Source data:
_ _ _ _

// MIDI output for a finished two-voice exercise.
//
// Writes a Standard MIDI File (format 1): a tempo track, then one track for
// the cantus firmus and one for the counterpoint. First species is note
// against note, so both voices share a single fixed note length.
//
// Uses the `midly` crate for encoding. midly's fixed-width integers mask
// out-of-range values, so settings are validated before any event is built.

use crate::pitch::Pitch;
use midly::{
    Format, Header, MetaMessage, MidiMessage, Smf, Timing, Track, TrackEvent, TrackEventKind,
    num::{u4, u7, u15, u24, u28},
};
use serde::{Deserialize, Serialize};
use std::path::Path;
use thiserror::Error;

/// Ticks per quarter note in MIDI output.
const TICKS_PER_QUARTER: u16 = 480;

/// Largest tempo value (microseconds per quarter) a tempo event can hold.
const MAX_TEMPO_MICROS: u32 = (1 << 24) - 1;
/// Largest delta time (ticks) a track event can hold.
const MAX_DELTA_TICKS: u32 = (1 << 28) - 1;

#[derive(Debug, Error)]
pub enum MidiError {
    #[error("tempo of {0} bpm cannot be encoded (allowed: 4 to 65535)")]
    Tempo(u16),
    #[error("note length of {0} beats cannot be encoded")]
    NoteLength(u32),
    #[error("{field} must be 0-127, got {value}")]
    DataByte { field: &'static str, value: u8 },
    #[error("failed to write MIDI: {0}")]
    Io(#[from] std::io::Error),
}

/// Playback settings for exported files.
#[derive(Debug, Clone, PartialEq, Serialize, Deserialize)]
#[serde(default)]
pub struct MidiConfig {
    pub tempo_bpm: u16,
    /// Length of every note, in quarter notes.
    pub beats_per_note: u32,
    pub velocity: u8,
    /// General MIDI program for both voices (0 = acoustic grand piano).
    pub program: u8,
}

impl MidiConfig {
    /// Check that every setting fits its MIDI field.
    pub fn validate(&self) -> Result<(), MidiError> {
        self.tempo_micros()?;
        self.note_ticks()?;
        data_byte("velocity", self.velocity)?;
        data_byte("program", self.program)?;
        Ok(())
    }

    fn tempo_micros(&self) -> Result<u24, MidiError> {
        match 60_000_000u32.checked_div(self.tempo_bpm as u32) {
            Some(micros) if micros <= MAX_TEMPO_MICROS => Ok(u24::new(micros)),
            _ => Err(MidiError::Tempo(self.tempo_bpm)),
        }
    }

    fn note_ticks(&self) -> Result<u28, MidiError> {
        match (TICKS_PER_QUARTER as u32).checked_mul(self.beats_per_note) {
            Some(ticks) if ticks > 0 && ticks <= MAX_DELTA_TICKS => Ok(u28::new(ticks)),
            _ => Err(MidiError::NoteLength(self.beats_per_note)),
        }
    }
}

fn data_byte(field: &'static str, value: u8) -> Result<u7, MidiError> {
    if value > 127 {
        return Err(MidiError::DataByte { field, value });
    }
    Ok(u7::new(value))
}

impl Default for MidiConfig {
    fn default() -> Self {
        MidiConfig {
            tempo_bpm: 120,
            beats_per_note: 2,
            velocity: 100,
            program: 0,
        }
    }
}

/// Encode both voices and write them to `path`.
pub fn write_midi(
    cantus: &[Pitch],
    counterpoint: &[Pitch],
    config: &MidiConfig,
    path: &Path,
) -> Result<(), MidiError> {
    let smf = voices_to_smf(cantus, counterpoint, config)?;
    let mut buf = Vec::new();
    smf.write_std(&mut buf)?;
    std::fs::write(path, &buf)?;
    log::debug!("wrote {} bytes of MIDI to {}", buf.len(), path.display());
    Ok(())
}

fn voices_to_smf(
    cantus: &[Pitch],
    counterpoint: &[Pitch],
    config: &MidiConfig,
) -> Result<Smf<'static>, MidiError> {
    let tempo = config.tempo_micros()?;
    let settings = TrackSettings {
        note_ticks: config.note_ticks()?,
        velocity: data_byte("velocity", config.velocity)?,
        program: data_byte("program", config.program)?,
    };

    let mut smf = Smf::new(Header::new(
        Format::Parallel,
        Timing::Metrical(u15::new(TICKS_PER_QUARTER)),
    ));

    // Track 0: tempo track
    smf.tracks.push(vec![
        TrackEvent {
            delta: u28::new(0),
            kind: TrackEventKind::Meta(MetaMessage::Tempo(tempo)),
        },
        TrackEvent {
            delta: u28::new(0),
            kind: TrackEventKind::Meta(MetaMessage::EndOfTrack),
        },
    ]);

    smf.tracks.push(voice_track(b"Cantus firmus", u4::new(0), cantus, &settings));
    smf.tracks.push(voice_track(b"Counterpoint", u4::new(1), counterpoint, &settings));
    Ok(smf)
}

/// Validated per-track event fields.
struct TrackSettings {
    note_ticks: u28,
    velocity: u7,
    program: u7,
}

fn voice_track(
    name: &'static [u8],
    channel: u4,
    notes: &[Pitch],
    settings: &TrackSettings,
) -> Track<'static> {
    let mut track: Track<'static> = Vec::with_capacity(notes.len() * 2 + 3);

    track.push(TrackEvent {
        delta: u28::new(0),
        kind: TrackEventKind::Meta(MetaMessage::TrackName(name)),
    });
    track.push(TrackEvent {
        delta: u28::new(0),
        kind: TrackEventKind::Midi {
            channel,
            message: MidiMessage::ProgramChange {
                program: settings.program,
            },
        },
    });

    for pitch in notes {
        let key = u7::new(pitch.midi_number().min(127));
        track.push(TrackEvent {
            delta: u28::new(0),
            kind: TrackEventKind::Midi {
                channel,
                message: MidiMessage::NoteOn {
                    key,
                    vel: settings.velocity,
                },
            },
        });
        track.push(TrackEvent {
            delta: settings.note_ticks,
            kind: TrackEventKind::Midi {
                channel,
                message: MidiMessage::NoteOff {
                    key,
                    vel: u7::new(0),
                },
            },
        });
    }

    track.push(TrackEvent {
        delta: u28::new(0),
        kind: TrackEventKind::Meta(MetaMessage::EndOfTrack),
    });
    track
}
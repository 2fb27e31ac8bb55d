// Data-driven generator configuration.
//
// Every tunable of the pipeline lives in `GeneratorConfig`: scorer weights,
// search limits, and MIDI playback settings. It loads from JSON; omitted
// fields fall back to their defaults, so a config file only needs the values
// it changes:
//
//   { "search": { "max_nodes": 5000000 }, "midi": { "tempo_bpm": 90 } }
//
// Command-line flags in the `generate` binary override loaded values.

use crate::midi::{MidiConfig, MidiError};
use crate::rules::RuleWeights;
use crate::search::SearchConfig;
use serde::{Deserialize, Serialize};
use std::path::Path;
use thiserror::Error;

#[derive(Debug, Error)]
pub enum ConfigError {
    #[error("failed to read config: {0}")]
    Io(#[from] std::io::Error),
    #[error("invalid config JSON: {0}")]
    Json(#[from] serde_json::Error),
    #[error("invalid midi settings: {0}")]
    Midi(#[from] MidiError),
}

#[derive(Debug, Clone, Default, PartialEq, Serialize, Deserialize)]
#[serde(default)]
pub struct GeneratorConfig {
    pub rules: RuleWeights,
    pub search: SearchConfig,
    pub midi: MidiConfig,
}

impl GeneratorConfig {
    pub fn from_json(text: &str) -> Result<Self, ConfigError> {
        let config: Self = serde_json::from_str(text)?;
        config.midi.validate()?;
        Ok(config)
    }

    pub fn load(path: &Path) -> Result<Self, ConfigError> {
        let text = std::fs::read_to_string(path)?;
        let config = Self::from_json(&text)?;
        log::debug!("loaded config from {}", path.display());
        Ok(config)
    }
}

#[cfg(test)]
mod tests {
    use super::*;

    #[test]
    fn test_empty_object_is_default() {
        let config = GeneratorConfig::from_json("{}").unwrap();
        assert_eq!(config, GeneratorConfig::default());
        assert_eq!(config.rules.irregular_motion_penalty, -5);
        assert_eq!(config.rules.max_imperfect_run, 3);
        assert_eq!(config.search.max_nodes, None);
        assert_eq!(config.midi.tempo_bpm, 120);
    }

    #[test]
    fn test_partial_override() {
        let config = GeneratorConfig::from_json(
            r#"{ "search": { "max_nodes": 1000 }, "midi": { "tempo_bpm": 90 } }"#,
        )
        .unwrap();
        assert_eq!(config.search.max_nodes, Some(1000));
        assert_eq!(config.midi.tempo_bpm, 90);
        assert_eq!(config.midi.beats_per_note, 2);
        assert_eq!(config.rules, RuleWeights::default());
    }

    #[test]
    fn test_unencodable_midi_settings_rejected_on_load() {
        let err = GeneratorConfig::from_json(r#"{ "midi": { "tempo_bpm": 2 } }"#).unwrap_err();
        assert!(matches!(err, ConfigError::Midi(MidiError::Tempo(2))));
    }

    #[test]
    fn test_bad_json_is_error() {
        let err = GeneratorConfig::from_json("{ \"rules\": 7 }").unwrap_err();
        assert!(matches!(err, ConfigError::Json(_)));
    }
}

_ _ _ _

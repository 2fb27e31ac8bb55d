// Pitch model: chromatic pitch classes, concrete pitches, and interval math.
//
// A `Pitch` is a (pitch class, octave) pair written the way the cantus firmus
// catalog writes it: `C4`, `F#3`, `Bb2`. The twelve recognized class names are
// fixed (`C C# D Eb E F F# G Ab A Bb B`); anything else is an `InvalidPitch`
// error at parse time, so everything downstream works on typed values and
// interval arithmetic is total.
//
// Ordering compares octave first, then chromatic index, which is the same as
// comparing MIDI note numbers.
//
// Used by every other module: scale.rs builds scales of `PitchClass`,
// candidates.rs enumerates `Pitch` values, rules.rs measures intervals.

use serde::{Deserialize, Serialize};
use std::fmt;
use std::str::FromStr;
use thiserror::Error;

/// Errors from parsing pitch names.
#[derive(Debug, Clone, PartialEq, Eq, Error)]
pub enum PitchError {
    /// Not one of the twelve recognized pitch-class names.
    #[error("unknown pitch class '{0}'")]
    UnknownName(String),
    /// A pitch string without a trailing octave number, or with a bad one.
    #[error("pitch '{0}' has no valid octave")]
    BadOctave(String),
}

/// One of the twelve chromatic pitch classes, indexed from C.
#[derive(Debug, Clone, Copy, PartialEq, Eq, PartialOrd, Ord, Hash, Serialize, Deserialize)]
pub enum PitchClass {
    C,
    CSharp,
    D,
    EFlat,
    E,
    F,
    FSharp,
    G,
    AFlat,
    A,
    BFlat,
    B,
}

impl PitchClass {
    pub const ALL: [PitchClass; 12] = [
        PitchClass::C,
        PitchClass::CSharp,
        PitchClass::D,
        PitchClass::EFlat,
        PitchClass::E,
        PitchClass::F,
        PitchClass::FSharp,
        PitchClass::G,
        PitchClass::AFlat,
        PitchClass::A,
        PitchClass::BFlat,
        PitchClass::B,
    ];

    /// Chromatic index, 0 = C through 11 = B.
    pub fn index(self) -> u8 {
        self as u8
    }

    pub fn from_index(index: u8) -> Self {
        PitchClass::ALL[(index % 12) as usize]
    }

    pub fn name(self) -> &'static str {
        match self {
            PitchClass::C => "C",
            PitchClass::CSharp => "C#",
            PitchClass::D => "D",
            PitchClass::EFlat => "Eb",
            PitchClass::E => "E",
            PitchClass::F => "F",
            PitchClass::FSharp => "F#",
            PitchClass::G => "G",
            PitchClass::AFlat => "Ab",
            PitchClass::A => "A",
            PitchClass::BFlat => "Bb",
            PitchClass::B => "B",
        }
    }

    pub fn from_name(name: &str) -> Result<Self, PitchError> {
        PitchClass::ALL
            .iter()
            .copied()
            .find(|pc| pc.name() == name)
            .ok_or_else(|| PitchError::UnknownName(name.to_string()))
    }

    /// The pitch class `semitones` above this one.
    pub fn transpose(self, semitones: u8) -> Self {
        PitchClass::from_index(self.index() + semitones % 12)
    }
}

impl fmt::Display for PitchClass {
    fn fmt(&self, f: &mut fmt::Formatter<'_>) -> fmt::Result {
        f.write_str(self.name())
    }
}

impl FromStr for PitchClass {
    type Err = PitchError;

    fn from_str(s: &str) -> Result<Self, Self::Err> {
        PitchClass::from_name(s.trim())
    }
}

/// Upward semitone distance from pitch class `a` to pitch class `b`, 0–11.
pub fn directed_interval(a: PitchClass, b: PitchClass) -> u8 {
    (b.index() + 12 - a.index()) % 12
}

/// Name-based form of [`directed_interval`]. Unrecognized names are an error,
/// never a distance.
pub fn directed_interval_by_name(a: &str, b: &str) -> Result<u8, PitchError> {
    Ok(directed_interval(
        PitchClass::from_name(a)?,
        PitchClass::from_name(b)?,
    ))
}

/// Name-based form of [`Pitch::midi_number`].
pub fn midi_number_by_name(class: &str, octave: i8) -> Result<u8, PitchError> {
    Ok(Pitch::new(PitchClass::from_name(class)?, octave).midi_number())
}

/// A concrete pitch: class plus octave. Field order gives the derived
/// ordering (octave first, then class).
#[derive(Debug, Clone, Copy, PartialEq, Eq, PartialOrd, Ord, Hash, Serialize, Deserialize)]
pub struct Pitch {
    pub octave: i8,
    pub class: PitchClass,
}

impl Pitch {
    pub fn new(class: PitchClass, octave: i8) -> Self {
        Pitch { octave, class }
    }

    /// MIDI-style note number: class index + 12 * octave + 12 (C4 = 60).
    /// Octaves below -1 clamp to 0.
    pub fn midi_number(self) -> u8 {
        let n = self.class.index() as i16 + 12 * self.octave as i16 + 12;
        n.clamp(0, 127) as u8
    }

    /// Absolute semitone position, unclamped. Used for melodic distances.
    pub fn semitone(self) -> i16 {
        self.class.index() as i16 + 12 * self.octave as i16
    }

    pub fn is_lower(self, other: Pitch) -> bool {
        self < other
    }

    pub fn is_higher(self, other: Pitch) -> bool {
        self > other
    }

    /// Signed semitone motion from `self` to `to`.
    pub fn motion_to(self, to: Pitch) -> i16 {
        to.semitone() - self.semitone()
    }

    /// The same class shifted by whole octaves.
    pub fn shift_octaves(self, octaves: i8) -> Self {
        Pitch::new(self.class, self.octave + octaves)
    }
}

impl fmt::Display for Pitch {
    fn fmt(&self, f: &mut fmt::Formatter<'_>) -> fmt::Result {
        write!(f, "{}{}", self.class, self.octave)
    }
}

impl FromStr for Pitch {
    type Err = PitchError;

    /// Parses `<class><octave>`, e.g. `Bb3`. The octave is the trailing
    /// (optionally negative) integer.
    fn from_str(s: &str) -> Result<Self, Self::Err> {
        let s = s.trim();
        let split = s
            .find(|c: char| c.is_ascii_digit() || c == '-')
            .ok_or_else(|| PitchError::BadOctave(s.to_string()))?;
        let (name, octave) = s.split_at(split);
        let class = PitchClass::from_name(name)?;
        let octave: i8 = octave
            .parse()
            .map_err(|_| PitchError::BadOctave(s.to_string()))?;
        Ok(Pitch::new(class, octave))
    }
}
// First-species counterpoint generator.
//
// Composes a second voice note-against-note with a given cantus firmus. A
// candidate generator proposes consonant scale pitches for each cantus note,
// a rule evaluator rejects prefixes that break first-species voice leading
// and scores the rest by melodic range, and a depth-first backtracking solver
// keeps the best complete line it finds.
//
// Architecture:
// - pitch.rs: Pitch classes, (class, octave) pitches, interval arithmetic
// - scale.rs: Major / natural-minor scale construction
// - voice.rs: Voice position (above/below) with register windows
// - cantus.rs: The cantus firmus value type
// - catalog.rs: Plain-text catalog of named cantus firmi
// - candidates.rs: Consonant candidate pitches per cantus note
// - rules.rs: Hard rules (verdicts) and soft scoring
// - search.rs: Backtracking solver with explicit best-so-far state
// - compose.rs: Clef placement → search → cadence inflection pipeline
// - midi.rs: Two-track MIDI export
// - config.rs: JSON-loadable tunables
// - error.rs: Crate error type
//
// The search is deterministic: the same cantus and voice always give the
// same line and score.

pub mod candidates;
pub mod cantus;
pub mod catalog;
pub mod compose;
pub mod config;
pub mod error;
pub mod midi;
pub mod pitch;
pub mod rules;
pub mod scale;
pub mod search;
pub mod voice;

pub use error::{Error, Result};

_ _ _ _

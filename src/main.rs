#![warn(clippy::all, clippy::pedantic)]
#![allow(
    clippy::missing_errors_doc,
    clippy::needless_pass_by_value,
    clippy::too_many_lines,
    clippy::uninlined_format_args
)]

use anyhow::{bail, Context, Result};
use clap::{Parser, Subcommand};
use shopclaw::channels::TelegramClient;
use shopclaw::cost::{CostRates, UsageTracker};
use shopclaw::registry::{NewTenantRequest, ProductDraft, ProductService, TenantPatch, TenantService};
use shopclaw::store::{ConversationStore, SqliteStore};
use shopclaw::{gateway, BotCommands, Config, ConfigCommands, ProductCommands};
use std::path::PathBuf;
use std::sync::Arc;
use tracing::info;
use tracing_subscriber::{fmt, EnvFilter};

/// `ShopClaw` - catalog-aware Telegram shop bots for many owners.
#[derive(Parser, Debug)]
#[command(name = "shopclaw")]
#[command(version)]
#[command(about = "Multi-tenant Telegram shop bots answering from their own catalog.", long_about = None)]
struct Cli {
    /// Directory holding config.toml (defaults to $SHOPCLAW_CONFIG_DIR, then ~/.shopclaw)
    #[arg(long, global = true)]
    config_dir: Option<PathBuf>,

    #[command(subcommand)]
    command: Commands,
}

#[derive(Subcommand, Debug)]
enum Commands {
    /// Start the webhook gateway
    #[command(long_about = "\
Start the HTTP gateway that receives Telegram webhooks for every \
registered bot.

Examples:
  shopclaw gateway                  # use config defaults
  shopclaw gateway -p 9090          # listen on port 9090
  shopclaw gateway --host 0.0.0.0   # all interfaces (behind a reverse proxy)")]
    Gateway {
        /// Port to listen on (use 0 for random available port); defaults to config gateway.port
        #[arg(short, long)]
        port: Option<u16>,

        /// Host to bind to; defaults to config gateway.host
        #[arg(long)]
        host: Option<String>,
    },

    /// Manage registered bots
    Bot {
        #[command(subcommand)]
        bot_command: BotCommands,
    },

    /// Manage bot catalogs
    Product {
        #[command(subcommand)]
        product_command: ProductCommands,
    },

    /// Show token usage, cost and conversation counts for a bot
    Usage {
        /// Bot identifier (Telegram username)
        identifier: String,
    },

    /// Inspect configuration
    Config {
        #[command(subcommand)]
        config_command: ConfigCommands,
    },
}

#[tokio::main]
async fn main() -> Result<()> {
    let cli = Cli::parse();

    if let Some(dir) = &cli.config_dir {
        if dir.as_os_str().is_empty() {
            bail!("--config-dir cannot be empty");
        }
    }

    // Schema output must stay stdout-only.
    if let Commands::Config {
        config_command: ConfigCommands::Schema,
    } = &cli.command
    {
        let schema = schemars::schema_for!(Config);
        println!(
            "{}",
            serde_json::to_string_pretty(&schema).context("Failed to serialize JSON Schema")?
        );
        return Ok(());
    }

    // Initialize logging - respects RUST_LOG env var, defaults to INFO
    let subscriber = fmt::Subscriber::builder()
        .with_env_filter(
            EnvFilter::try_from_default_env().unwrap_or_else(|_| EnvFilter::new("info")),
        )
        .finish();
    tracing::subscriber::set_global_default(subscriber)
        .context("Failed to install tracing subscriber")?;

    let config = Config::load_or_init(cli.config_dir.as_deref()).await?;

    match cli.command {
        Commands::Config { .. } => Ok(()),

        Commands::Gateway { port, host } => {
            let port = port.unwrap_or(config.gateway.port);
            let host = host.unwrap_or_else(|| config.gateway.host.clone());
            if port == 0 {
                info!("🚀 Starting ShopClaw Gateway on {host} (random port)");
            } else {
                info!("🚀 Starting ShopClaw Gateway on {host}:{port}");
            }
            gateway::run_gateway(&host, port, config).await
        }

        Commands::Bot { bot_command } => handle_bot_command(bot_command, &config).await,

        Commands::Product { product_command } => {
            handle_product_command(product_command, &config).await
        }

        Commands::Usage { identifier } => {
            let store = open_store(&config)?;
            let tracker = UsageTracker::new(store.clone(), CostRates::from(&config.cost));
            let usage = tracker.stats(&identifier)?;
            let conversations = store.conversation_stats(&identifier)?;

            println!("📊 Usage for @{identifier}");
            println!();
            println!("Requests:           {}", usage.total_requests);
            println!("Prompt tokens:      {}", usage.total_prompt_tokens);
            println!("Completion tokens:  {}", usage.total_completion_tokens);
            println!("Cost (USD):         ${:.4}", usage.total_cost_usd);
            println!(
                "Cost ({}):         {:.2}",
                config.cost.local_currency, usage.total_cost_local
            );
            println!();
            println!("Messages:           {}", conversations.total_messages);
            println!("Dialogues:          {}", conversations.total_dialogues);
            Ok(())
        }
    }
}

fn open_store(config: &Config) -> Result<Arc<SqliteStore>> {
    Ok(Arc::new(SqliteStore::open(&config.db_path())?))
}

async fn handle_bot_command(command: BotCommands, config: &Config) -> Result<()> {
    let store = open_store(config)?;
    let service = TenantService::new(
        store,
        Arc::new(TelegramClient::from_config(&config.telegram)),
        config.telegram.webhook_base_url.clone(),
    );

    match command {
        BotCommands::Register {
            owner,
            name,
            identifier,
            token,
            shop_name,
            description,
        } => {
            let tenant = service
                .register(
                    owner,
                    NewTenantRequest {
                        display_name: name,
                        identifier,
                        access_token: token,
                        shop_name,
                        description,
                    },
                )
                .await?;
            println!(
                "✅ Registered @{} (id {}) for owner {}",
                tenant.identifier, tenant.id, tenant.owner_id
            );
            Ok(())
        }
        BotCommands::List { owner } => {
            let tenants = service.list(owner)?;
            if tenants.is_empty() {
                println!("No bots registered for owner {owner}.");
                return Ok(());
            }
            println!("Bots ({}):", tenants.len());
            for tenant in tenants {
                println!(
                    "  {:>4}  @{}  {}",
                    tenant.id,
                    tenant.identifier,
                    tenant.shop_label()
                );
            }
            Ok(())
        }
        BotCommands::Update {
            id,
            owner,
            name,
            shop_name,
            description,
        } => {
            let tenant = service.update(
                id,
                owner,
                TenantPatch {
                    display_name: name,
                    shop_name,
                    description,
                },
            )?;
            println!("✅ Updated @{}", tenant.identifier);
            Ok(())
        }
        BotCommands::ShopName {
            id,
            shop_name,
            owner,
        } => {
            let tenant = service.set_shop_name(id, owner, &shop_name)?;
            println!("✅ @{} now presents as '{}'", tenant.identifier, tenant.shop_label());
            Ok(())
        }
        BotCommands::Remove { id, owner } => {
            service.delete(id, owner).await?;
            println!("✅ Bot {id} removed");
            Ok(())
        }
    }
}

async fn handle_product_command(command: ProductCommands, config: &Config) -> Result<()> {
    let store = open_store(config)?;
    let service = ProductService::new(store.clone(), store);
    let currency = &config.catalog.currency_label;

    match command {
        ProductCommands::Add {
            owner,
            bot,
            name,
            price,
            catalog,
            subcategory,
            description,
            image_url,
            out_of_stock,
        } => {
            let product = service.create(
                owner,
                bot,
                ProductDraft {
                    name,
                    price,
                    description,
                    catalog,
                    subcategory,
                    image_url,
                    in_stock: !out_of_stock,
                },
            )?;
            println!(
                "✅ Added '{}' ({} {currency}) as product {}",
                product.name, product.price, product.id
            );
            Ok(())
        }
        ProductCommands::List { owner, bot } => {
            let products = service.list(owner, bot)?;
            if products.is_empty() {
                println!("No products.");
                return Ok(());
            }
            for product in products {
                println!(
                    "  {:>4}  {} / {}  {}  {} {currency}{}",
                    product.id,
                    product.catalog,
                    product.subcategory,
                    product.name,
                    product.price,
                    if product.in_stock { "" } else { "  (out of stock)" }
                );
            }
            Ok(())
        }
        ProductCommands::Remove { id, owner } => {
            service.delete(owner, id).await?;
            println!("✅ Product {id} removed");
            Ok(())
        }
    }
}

_ _ _ _

*YOUR TASK*: The response must hold only the lines above from the line with "finished two-voice exercise." through the line with "fixed-width integers mask", each copied exactly, both ends kept.

*RESULT OF THIS EXERCISE*:
// MIDI output for a finished two-voice exercise.
//
// Writes a Standard MIDI File (format 1): a tempo track, then one track for
// the cantus firmus and one for the counterpoint. First species is note
// against note, so both voices share a single fixed note length.
//
// Uses the `midly` crate for encoding. midly's fixed-width integers mask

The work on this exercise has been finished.